Sometimes my cursor hovers over Scott's name on my Google chat list and his photo and name pop up. I won't remove him from the list even though he left this world 5-1/2 months ago. I like to imagine that if I typed a message to him, it would reach him wherever he is and he'd be able to respond. I want to think of him as being in the cloud, and not in some pathetic "angel" kind of way with a white robe, wings, gates, and fluffiness. I want him to write back, even if with a simple "lol".
Because I know you jotted notes while perusing last month's "batch", in a dedicated notebook or on Post-Its framing your computer monitor, I will allow you to finally discard those notes and exhale by telling you that I used the jar of aji amarillo from Kalustyan's in scrambled tofu, to quite good effect, although I'm not sure I would go out of my way for more unless, of course, I also wanted halvah from the same store. However, Barney Greengrass, referenced earlier in this "batch", also offers halvah, so I have a lot of heavy thinking and planning to do.

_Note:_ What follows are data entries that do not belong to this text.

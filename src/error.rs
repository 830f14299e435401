use axum::{
    http::StatusCode,
    response::{IntoResponse, Response},
    Json,
};
use serde::Serialize;
use thiserror::Error;

#[derive(Error, Debug)]
pub enum AppError {
    #[error("Invalid recipient row {index}: {reason}")]
    InvalidRow { index: usize, reason: String },

    #[error("Unsupported chain: {0}")]
    UnsupportedChain(u64),

    #[error("Wallet provider not found: {0}")]
    ProviderNotFound(String),

    #[error("No active wallet session")]
    NoActiveSession,

    #[error("{0} is not available inside the host app")]
    UnsupportedInHostMode(String),

    #[error("Wallet connection already in progress")]
    ConnectionInProgress,

    #[error("A batch submission is already pending")]
    SubmissionInProgress,

    #[error("User rejected the request")]
    UserCancelled,

    #[error("Wallet provider error: {0}")]
    Provider(String),

    #[error("Host runtime error: {0}")]
    HostRuntime(String),

    #[error("Not found: {0}")]
    NotFound(String),

    #[error("Bad request: {0}")]
    BadRequest(String),

    #[error("Internal server error: {0}")]
    Internal(String),
}

impl AppError {
    /// Wrap an error coming out of a wallet/host SDK, keeping the original
    /// message for diagnostics. A user rejection (EIP-1193 code 4001) is
    /// surfaced as its own variant so callers can tell cancellation apart
    /// from network or contract failure.
    pub fn from_provider(message: impl Into<String>) -> Self {
        let message = message.into();
        if is_user_rejection(&message) {
            AppError::UserCancelled
        } else {
            AppError::Provider(message)
        }
    }

    pub fn is_cancellation(&self) -> bool {
        matches!(self, AppError::UserCancelled)
    }
}

fn is_user_rejection(message: &str) -> bool {
    let lower = message.to_ascii_lowercase();
    lower.contains("user rejected")
        || lower.contains("user denied")
        || lower.contains("code: 4001")
        || lower.contains("\"code\":4001")
}

#[derive(Serialize)]
pub struct ErrorResponse {
    pub success: bool,
    pub error: ErrorDetail,
}

#[derive(Serialize)]
pub struct ErrorDetail {
    pub code: String,
    pub message: String,
    #[serde(skip_serializing_if = "Option::is_none")]
    pub details: Option<serde_json::Value>,
}

impl IntoResponse for AppError {
    fn into_response(self) -> Response {
        let (status, code, message) = match self {
            AppError::InvalidRow { .. } => {
                (StatusCode::BAD_REQUEST, "INVALID_ROW", self.to_string())
            }
            AppError::UnsupportedChain(_) => (
                StatusCode::BAD_REQUEST,
                "UNSUPPORTED_CHAIN",
                self.to_string(),
            ),
            AppError::ProviderNotFound(_) => (
                StatusCode::NOT_FOUND,
                "PROVIDER_NOT_FOUND",
                self.to_string(),
            ),
            AppError::NoActiveSession => (
                StatusCode::BAD_REQUEST,
                "NO_ACTIVE_SESSION",
                self.to_string(),
            ),
            AppError::UnsupportedInHostMode(_) => (
                StatusCode::BAD_REQUEST,
                "UNSUPPORTED_IN_HOST_MODE",
                self.to_string(),
            ),
            AppError::ConnectionInProgress => (
                StatusCode::CONFLICT,
                "CONNECTION_IN_PROGRESS",
                self.to_string(),
            ),
            AppError::SubmissionInProgress => (
                StatusCode::CONFLICT,
                "SUBMISSION_IN_PROGRESS",
                self.to_string(),
            ),
            AppError::UserCancelled => {
                (StatusCode::BAD_REQUEST, "USER_CANCELLED", self.to_string())
            }
            AppError::Provider(ref msg) => (StatusCode::BAD_GATEWAY, "PROVIDER_ERROR", msg.clone()),
            AppError::HostRuntime(ref msg) => {
                (StatusCode::BAD_GATEWAY, "HOST_RUNTIME_ERROR", msg.clone())
            }
            AppError::NotFound(ref msg) => (StatusCode::NOT_FOUND, "NOT_FOUND", msg.clone()),
            AppError::BadRequest(ref msg) => (StatusCode::BAD_REQUEST, "BAD_REQUEST", msg.clone()),
            AppError::Internal(_) => (
                StatusCode::INTERNAL_SERVER_ERROR,
                "INTERNAL_ERROR",
                self.to_string(),
            ),
        };

        let body = Json(ErrorResponse {
            success: false,
            error: ErrorDetail {
                code: code.to_string(),
                message,
                details: None,
            },
        });

        (status, body).into_response()
    }
}

pub type Result<T> = std::result::Result<T, AppError>;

If I can stop one person from wasting his or her time watching the 2015 crap-fest called "Mistress America", I'll feel my life hasn't been in vain. Don't think, as I did, "Well, Lola Kirke annoys me on 'Mozart in the Jungle', so let me see if she annoys me in something else," and then find yourself watching this tripe. She's the best thing (aside from two gray and white cats) in this garbage from Noah Baumbach. It's certainly not Greta Gerwig, quite possibly one of the worst so-called actors I've ever witnessed in my life. ("Frances Ha" was shit.)
I wait in the rain under my bubble umbrella. K grins broadly as she approaches, exclaims over how cute she thinks I look, and we scurry to several vintage shops in the East Village and Alphabet City. We co-swoon over a shirt with a horse pattern (alas, it's a skosh too small). The food at Ahimsa East is scrumptious , and she gives me a big piece of her dosa. We dash to the nifty venue for The classical music concert and settle into pillows she'd been toting for our comfort. Alas, it's a shame I'm not a lesbian too.
My earth-shattering decision to combine my trip to McNulty's for coffee beans with a "food event" has me walking down Hudson, a walk that, although Google Maps told me was a mile, takes longer than I'd anticipated. But who cares. This is a part of the city I haven't done to death. It's an adventure! I'm humming the "That Girl" theme song, which coordinates with my outfit/ensemble, and my destination is Square Diner, which has been around for about 100 years. As long as places like this exist, they get my business in exchange for the soothing of my soul.
You know how when someone considered a less attractive or "desirable" version of someone famous is called "the poor man's [famous person's name]"? I'm going to start calling more attractive/desirable versions of not-that-attractive celebrities "the rich man's [not attractive celebrity}." Say I meet a gorgeous fella with a full head of ginger hair, well-groomed beard, and abs for days. I'll dub him "the rich man's Louis C.K"? And I can call the beautiful creator of an show about annoying-as-fuck millennials, who doesn't make me want to punch her in the chinless face "the rich man's Lena Dunham". I'm on it!
This morning my cat witnessed me saying, "Meanwhile, back at the ranch" several times, the first in an attempt to wrangle my thoughts back to some semblance of linear normalcy that my head could deal with instead of threatening to implode from the burden of the ricocheting rat-a-tat ridiculousness of the pre-gym quasi-mania, and the subsequent times in smirking acknowledgment of the goofiness of the phrase that makes me sound like someone's cardigan-sportin' dad who knows best circa 1950-whatever. She assured me she's okay with it, but I'm suspicious of her agreeability and wonder what she's got up her paw-sleeve.